The "15th Five-Year Plan" period is expected to see even more spending. State Grid announced it will invest about 4 trillion yuan during the plan, a 40 percent increase from the previous five-year period. Southern Power Grid plans 180 billion yuan in fixed asset investment for 2026, marking the fifth consecutive year of record spending.
On the project front, State Grid started 393 projects of 110 kV and above in the first quarter, up 42 percent year on year. It completed 579 projects, a 24 percent increase.
Export numbers are also strong. From January to April 2026, transformer exports reached 217.7 billion yuan, up 27 percent year on year. Large and medium-sized transformers saw even faster growth at 34 percent. Exports to Africa jumped 110 percent. Switch exports totaled 136.9 billion yuan, up 11 percent.
A raft of contract announcements came in early June. Eleven listed electric equipment companies reported winning grid procurement bids totaling 11.68 billion yuan. Most of the big-ticket orders went to cable manufacturers. Another six companies announced preliminary bids totaling 1.45 billion yuan.
The surge in orders reflects broader industry trends. A securities research report estimated in January that the total addressable market for China's grid equipment companies exceeded 2 trillion yuan in 2025, growing 15 percent year on year. The breakdown: grid investment inside China, about 823 billion yuan; grid-related projects outside traditional utility procurement, about 580 billion yuan; and exports, about 665 billion yuan.
On the product side, electric equipment is moving into new territory. Honda announced on June 15 that it will begin supplying three high-output electric power units for commercial-grade work equipment. The eGX models deliver maximum outputs of 3.7 kW, 6.0 kW, and 8.7 kW. They use swappable batteries, allowing continuous operation without charging downtime.

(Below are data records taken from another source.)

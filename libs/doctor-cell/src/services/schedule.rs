use chrono::{DateTime, Datelike, NaiveTime, Timelike, Utc, Weekday};
use std::fmt;
use thiserror::Error;

/// Unparseable availability string. Distinct from a slot merely falling
/// outside the parsed window, which is a `SlotRejection`.
#[derive(Debug, Clone, PartialEq, Eq, Error)]
#[error("Unparseable availability rule: {0}")]
pub struct ScheduleFormatError(pub String);

/// Structured weekly availability window parsed from a doctor's free-text
/// rule string, e.g. "Mon-Fri, 9 AM - 5 PM". Day indices follow
/// Monday = 0 .. Sunday = 6; the time window is half-open.
#[derive(Debug, Clone, Copy, PartialEq, Eq)]
pub struct AvailabilityRule {
    pub start_day: Weekday,
    pub end_day: Weekday,
    pub start_time: NaiveTime,
    pub end_time: NaiveTime,
}

/// Why a candidate slot was refused. Callers surface the distinct reason,
/// never a generic failure.
#[derive(Debug, Clone, PartialEq, Eq)]
pub enum SlotRejection {
    OutsideDays {
        requested: Weekday,
        start: Weekday,
        end: Weekday,
    },
    OutsideHours {
        requested: NaiveTime,
        start: NaiveTime,
        end: NaiveTime,
    },
}

impl fmt::Display for SlotRejection {
    fn fmt(&self, f: &mut fmt::Formatter<'_>) -> fmt::Result {
        match self {
            SlotRejection::OutsideDays { requested, start, end } => write!(
                f,
                "{} is outside the doctor's working days ({}-{})",
                day_abbrev(*requested),
                day_abbrev(*start),
                day_abbrev(*end)
            ),
            SlotRejection::OutsideHours { requested, start, end } => write!(
                f,
                "{} is outside the doctor's working hours ({} - {})",
                requested.format("%H:%M"),
                render_hour(*start),
                render_hour(*end)
            ),
        }
    }
}

const DAY_ABBREVS: [(&str, Weekday); 7] = [
    ("Mon", Weekday::Mon),
    ("Tue", Weekday::Tue),
    ("Wed", Weekday::Wed),
    ("Thu", Weekday::Thu),
    ("Fri", Weekday::Fri),
    ("Sat", Weekday::Sat),
    ("Sun", Weekday::Sun),
];

fn day_abbrev(day: Weekday) -> &'static str {
    DAY_ABBREVS
        .iter()
        .find(|(_, d)| *d == day)
        .map(|(abbrev, _)| *abbrev)
        .unwrap_or("Mon")
}

fn parse_day(token: &str) -> Result<Weekday, ScheduleFormatError> {
    DAY_ABBREVS
        .iter()
        .find(|(abbrev, _)| *abbrev == token)
        .map(|(_, day)| *day)
        .ok_or_else(|| ScheduleFormatError(format!("unrecognized day abbreviation '{}'", token)))
}

/// Parse a "<h> AM|PM" token. Exact token matching only, no normalization.
fn parse_hour(token: &str) -> Result<NaiveTime, ScheduleFormatError> {
    let bad = || ScheduleFormatError(format!("time token '{}' does not match '<h> AM|PM'", token));

    let (hour_part, meridiem) = token.split_once(' ').ok_or_else(bad)?;
    let hour: u32 = hour_part.parse().map_err(|_| bad())?;
    if hour < 1 || hour > 12 {
        return Err(bad());
    }

    let hour24 = match meridiem {
        "AM" => hour % 12,
        "PM" => hour % 12 + 12,
        _ => return Err(bad()),
    };

    NaiveTime::from_hms_opt(hour24, 0, 0).ok_or_else(bad)
}

fn render_hour(time: NaiveTime) -> String {
    let (is_pm, hour12) = time.hour12();
    format!("{} {}", hour12, if is_pm { "PM" } else { "AM" })
}

impl AvailabilityRule {
    /// Parse "<StartDay>-<EndDay>, <StartHour> <AM|PM> - <EndHour> <AM|PM>".
    ///
    /// Day ranges never wrap across the week boundary: a rule like
    /// "Fri-Mon" is malformed input, not a window. Likewise the time
    /// window must strictly increase.
    pub fn parse(input: &str) -> Result<Self, ScheduleFormatError> {
        let (days_part, hours_part) = input
            .split_once(", ")
            .ok_or_else(|| ScheduleFormatError("missing ', ' separator".to_string()))?;

        let (start_day_token, end_day_token) = days_part
            .split_once('-')
            .ok_or_else(|| ScheduleFormatError("missing '-' in day range".to_string()))?;

        let start_day = parse_day(start_day_token)?;
        let end_day = parse_day(end_day_token)?;

        if start_day.num_days_from_monday() > end_day.num_days_from_monday() {
            return Err(ScheduleFormatError(format!(
                "inverted day range {}-{}",
                start_day_token, end_day_token
            )));
        }

        let (start_token, end_token) = hours_part.split_once(" - ").ok_or_else(|| {
            ScheduleFormatError(format!(
                "time range '{}' does not match '<h> AM|PM - <h> AM|PM'",
                hours_part
            ))
        })?;

        let start_time = parse_hour(start_token)?;
        let end_time = parse_hour(end_token)?;

        if start_time >= end_time {
            return Err(ScheduleFormatError(format!(
                "start time {} is not before end time {}",
                start_token, end_token
            )));
        }

        Ok(Self {
            start_day,
            end_day,
            start_time,
            end_time,
        })
    }

    /// Decide whether a candidate appointment timestamp falls inside this
    /// window. Day is checked first, then time-of-day against the
    /// half-open interval, so a slot exactly at the closing hour is
    /// refused.
    pub fn check_slot(&self, slot: DateTime<Utc>) -> Result<(), SlotRejection> {
        let requested_day = slot.weekday();
        let d = requested_day.num_days_from_monday();

        if d < self.start_day.num_days_from_monday() || d > self.end_day.num_days_from_monday() {
            return Err(SlotRejection::OutsideDays {
                requested: requested_day,
                start: self.start_day,
                end: self.end_day,
            });
        }

        let requested_time = slot.time();
        if requested_time < self.start_time || requested_time >= self.end_time {
            return Err(SlotRejection::OutsideHours {
                requested: requested_time,
                start: self.start_time,
                end: self.end_time,
            });
        }

        Ok(())
    }

    pub fn is_available(&self, slot: DateTime<Utc>) -> bool {
        self.check_slot(slot).is_ok()
    }
}

impl fmt::Display for AvailabilityRule {
    fn fmt(&self, f: &mut fmt::Formatter<'_>) -> fmt::Result {
        write!(
            f,
            "{}-{}, {} - {}",
            day_abbrev(self.start_day),
            day_abbrev(self.end_day),
            render_hour(self.start_time),
            render_hour(self.end_time)
        )
    }
}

The new units are aimed at construction and industrial equipment that require higher power output, such as excavators and high-pressure washers. Honda said the products leverage motor components developed for its electric motorcycles. The company plans to start supply in Japan this fall, expanding to Europe and the U.S. later.
In another development, Volvo Construction Equipment and Hitachi Energy signed a memorandum of understanding in June to collaborate on integrated electric construction solutions. The partnership aims to address system-level requirements for electric equipment on construction sites, including power supply infrastructure, charging solutions, and energy management.
Capital market activity is also picking up. More than 20 electric equipment companies have moved toward "A+H" dual listings in Hong Kong this year. The sector covers transformers, offshore wind, energy storage converters, and charging infrastructure.
Analysts say the primary driver is capital intensity. The electric equipment sector requires heavy investment in R&D and production lines. Export projects often have long payment cycles. A single A-share listing may no longer be enough to support global expansion.
For now, the outlook remains positive. The combination of domestic grid investment, strong export demand, and electrification trends across construction and industrial sectors is creating broad-based demand for electric equipment. As one industry observer put it, the sector is moving from scale expansion toward value creation. The next few years will likely see further consolidation among players.